Rio Tinto has become the first mining company to be given certification by the Responsible Jewellery Council (RJC).
Rio Tinto is a member of the RJC and helps to fund it. So there is a big question mark over the Council’s independence.
The certificate was awarded under dubious circumstances. Rio Tinto did not go through an audit and certification process before being accepted as the provider of the metals for the 2012 Olympic medals. It looks as though RJC has now rushed through an audit to ensure certification in time for the Olympics.
London Mining Network has written to the RJC to object.
Open letter from London Mining Network
to Michael Rae, CEO, The Responsible Jewellery Council,
First Floor, Dudley House, 34-38 Southampton Street,
London WC2E 7HF.
18 July 2012
Dear Mr Rae,
We have learnt with dismay that the Responsible Jewellery Council (RJC) has now certified Rio Tinto as a responsible and ethical supplier of diamonds, gold and silver, and that the RJC’s audit of Rio Tinto’s operations included its Kennecott Utah subsidiary’s Bingham Canyon mine near Salt Lake City.
The RJC must surely be aware of the number of accusations against Rio Tinto for its operations around the world, and specifically the well-publicised allegations made by Utah Physicians for a Healthy Environment and Utah Moms for Clean Air about the impact of the company’s Bingham Canyon operations on human health.
It seems extraordinary to us that an operation which is the subject of a pending lawsuit for air quality violations should be considered worthy of approval by the RJC.

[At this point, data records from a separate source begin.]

//! Initial Balance Fade — mean reversion against weak IB extensions.
//!
//! Waits for the IB to form, detects an extension beyond it, and fades the
//! extension when the Auction Efficiency Ratio says it lacked conviction and
//! price is being accepted back toward the balance. Targets walk back into
//! the IB: midpoint, opposite extreme, then a runner beyond it.

use super::{
    directional_velocity, CandidateSignal, Playbook, PlaybookKind, ProfitTarget, SessionView,
};
use crate::config::IbFadeConfig;
use crate::domain::{ActiveTrade, Bar, Direction};
use crate::indicators::InitialBalance;
use crate::regime::Regime;
use tracing::debug;

pub struct IbFade {
    config: IbFadeConfig,
}

struct Extension {
    direction: Direction,
    extreme: f64,
    range: f64,
}

impl IbFade {
    pub fn new(config: IbFadeConfig) -> Self {
        Self { config }
    }

    fn detect_extension(&self, view: &SessionView<'_>, ib: &InitialBalance) -> Option<Extension> {
        let extension_bars = &view.bars[self.config.ib_minutes..];
        if extension_bars.len() < 5 {
            return None;
        }
        let ext_high = extension_bars
            .iter()
            .map(|b| b.high)
            .fold(f64::NEG_INFINITY, f64::max);
        let ext_low = extension_bars
            .iter()
            .map(|b| b.low)
            .fold(f64::INFINITY, f64::min);

        let upside = ext_high - ib.high;
        let downside = ib.low - ext_low;
        let min_points = self.config.min_extension_ticks as f64 * view.tick_size;
        let threshold = ib.range * self.config.extension_threshold;

        if upside > threshold && upside > min_points {
            // Upside extension gets faded short
            return Some(Extension {
                direction: Direction::Short,
                extreme: ext_high,
                range: upside,
            });
        }
        if downside > threshold && downside > min_points {
            return Some(Extension {
                direction: Direction::Long,
                extreme: ext_low,
                range: downside,
            });
        }
        None
    }

    /// AER = (extension range / Σ TR over extension bars) × (extension
    /// volume / expected volume at the IB's per-bar rate). Low values mean
    /// the move covered little ground per unit of churn on thin
    /// participation.
    fn auction_efficiency(
        &self,
        view: &SessionView<'_>,
        ib: &InitialBalance,
        extension: &Extension,
    ) -> Option<f64> {
        let extension_bars = &view.bars[self.config.ib_minutes..];
        let sequence: Vec<&Bar> = extension_bars
            .iter()
            .filter(|b| match extension.direction {
                Direction::Short => b.high >= ib.high,
                Direction::Long => b.low <= ib.low,
            })
            .collect();
        if sequence.len() < 3 {
            return None;
        }

        let mut sum_tr = 0.0;
        let mut prev_close: Option<f64> = None;
        for bar in &sequence {
            let tr = match prev_close {
                Some(pc) => {
                    let hl = bar.high - bar.low;
                    hl.max((bar.high - pc).abs()).max((bar.low - pc).abs())
                }
                None => bar.range(),
            };
            sum_tr += tr;
            prev_close = Some(bar.close);
        }
        if sum_tr <= 0.0 {
            return None;
        }

        let extension_volume: u64 = sequence.iter().map(|b| b.volume).sum();
        let expected_volume = ib.volume_per_bar * sequence.len() as f64;
        let volume_ratio = if expected_volume > 0.0 {
            extension_volume as f64 / expected_volume
        } else {
            1.0
        };

        Some((extension.range / sum_tr) * volume_ratio)
    }

    /// Most recent bars closing back inside the extension with momentum
    /// toward the IB.
    fn has_acceptance(&self, view: &SessionView<'_>, extension: &Extension) -> bool {
        let min_bars = self.config.min_acceptance_bars;
        if view.bars.len() < min_bars {
            return false;
        }
        let recent = &view.bars[view.bars.len() - min_bars..];
        let first = recent[0].close;
        let last = recent[recent.len() - 1].close;
        match extension.direction {
            Direction::Short => {
                let accepted = recent.iter().filter(|b| b.close < extension.extreme).count();
                accepted >= min_bars - 1 && last < first
            }
            Direction::Long => {
                let accepted = recent.iter().filter(|b| b.close > extension.extreme).count();
                accepted >= min_bars - 1 && last > first
            }
        }
    }

    fn build_targets(
        &self,
        direction: Direction,
        entry: f64,
        risk: f64,
        ib: &InitialBalance,
    ) -> Vec<ProfitTarget> {
        let opposite = match direction {
            Direction::Long => ib.high,
            Direction::Short => ib.low,
        };
        let runner = opposite + direction.sign() * ib.range * 0.5;
        [
            (ib.midpoint, 0.5, "ib_midpoint"),
            (opposite, 0.3, "ib_extreme"),
            (runner, 0.2, "runner"),
        ]
        .into_iter()
        .map(|(price, size_fraction, label)| ProfitTarget {
            price,
            size_fraction,
            label,
            r_multiple: (price - entry).abs() / risk,
        })
        .collect()
    }

    fn signal_strength(
        &self,
        aer: f64,
        extension: &Extension,
        ib: &InitialBalance,
        entropy: f64,
    ) -> f64 {
        let aer_score = (1.0 - aer / self.config.max_aer).clamp(0.0, 1.0);
        let extension_score = (extension.range / ib.range / 3.0).min(1.0);
        (0.5 * aer_score + 0.3 * extension_score + 0.2 * entropy).clamp(0.0, 1.0)
    }
}

impl Playbook for IbFade {
    fn name(&self) -> &'static str {
        "ib_fade"
    }

    fn kind(&self) -> PlaybookKind {
        PlaybookKind::MeanReversion
    }

    fn preferred_regimes(&self) -> &'static [Regime] {
        &[Regime::Range, Regime::Volatile]
    }

    fn check_entry(&self, view: &SessionView<'_>) -> Option<CandidateSignal> {
        if view.bars.len() < self.config.ib_minutes {
            return None;
        }
        let ib = InitialBalance::from_session(view.bars, self.config.ib_minutes)?;
        let extension = self.detect_extension(view, &ib)?;

        let aer = self.auction_efficiency(view, &ib, &extension)?;
        if aer > self.config.max_aer {
            debug!(aer, max = self.config.max_aer, "extension too efficient to fade");
            return None;
        }
        if !self.has_acceptance(view, &extension) {
            return None;
        }
        let alignment = self.regime_alignment(view.regime.regime);
        if alignment < 0.5 {
            return None;
        }

        let bar = view.current_bar()?;
        let entry = bar.close;
        // No edge once price has already traded back past the balance point.
        match extension.direction {
            Direction::Long => {
                if entry >= ib.midpoint {
                    return None;
                }
            }
            Direction::Short => {
                if entry <= ib.midpoint {
                    return None;
                }
            }
        }

        let stop =
            extension.extreme - extension.direction.sign() * self.config.stop_buffer_r * extension.range;
        let risk = (entry - stop).abs();
        if risk <= 0.0 {
            return None;
        }

        let strength = self.signal_strength(aer, &extension, &ib, view.features.rotation_entropy);
        let candidate = CandidateSignal {
            playbook: self.name(),
            kind: self.kind(),
            direction: extension.direction,
            ts: bar.ts,
            entry_price: entry,
            initial_stop: stop,
            targets: self.build_targets(extension.direction, entry, risk, &ib),
            strength,
            regime_alignment: alignment,
            confidence: strength * alignment,
        };
        candidate.is_well_formed().then_some(candidate)
    }

    /// Three-phase: hold to 0.5 R, lock a small profit to 1.25 R, then trail
    /// the recent swing.
    fn update_stop(&self, trade: &ActiveTrade, view: &SessionView<'_>) -> Option<f64> {
        let mfe = trade.peak_favorable_r;
        if mfe < 0.5 {
            return None;
        }
        if mfe < 1.25 {
            return Some(trade.entry_price + trade.direction.sign() * trade.initial_risk * 0.1);
        }
        let take = 5.min(view.bars.len());
        if take == 0 {
            return None;
        }
        let window = &view.bars[view.bars.len() - take..];
        let buffer = trade.initial_risk * 0.15;
        Some(match trade.direction {
            Direction::Long => {
                window.iter().map(|b| b.low).fold(f64::INFINITY, f64::min) - buffer
            }
            Direction::Short => {
                window.iter().map(|b| b.high).fold(f64::NEG_INFINITY, f64::max) + buffer
            }
        })
    }

    /// Fade salvage: deep MFE retracement, a long stall, or velocity decay.
    fn check_salvage(&self, trade: &ActiveTrade, view: &SessionView<'_>) -> bool {
        let bar = match view.current_bar() {
            Some(bar) => bar,
            None => return false,
        };
        let current_r = trade.current_r(bar.close);
        let mfe = trade.peak_favorable_r;

        if mfe > 0.5 {
            let retrace = (mfe - current_r) / mfe;
            if retrace > 0.70 {
                return true;
            }
        }
        if trade.bars_held > 45 && current_r.abs() < 0.3 {
            return true;
        }
        if mfe > 0.3 {
            let velocity = directional_velocity(view.bars, trade.direction, 5).clamp(0.0, 1.0);
            if velocity < 0.1 {
                return true;
            }
        }
        false
    }
}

Equally extraordinary is the limitation of the RJC’s audit to particular mines without taking into account the context of Rio Tinto’s global operations, which include, among many other matters of grave concern: · problems with potentially excessive use of water, dust pollution, destruction of fragile ecosystems, violation of Indigenous Peoples’ rights, destruction of local livelihoods, tax arrangements disadvantageous to the Mongolian people, and poor labour practices including sexual harassment of female workers, at its Oyu Tolgoi operations in Mongolia; · a recent history of worker lockouts at Alma, Quebec and Boron, California, as well as a longer history of poor labour relations; · at the Grasberg copper-gold mine in West Papua, violations of Indigenous Peoples’ rights, complicity in human rights violations and militarisation, and environmental destruction so bad that the Norwegian Government’s Sovereign Pension Fund disinvested from the company; · a record of serious human rights violations and criminality, including rape by company officials, and a legacy of dangerous environmental contamination at its now-closed Kelian Gold Mine in Kalimantan, Indonesia; · conflict with local communities over pollution and destruction of livelihoods in Madagascar and Mozambique; · concern over Rio Tinto’s latest diamond play at Bunder in India; · and conflict with Indigenous communities over mines or proposed mines in Australia, Colombia and the USA.
We are disturbed that a body of which Rio Tinto is a member, and which it helps fund, was given the responsibility for auditing Rio Tinto’s operations, as there is a clear conflict of interest involved, and the RJC cannot be considered truly independent of the company being investigated.
We would welcome a public statement from RJC explaining the process followed in this audit and the criteria used in coming to conclusions. How are RJC’s risk and sustainability assessments constructed and how are they resourced? How much weight is given to the company’s own statements and how much genuinely independent investigation is undertaken?
We would also welcome an explanation from the RJC of why the many serious allegations against the company have been ignored and certification given despite the weight of evidence that all is not well.
Yours sincerely,
Richard Solly, Co-ordinator, London Mining Network.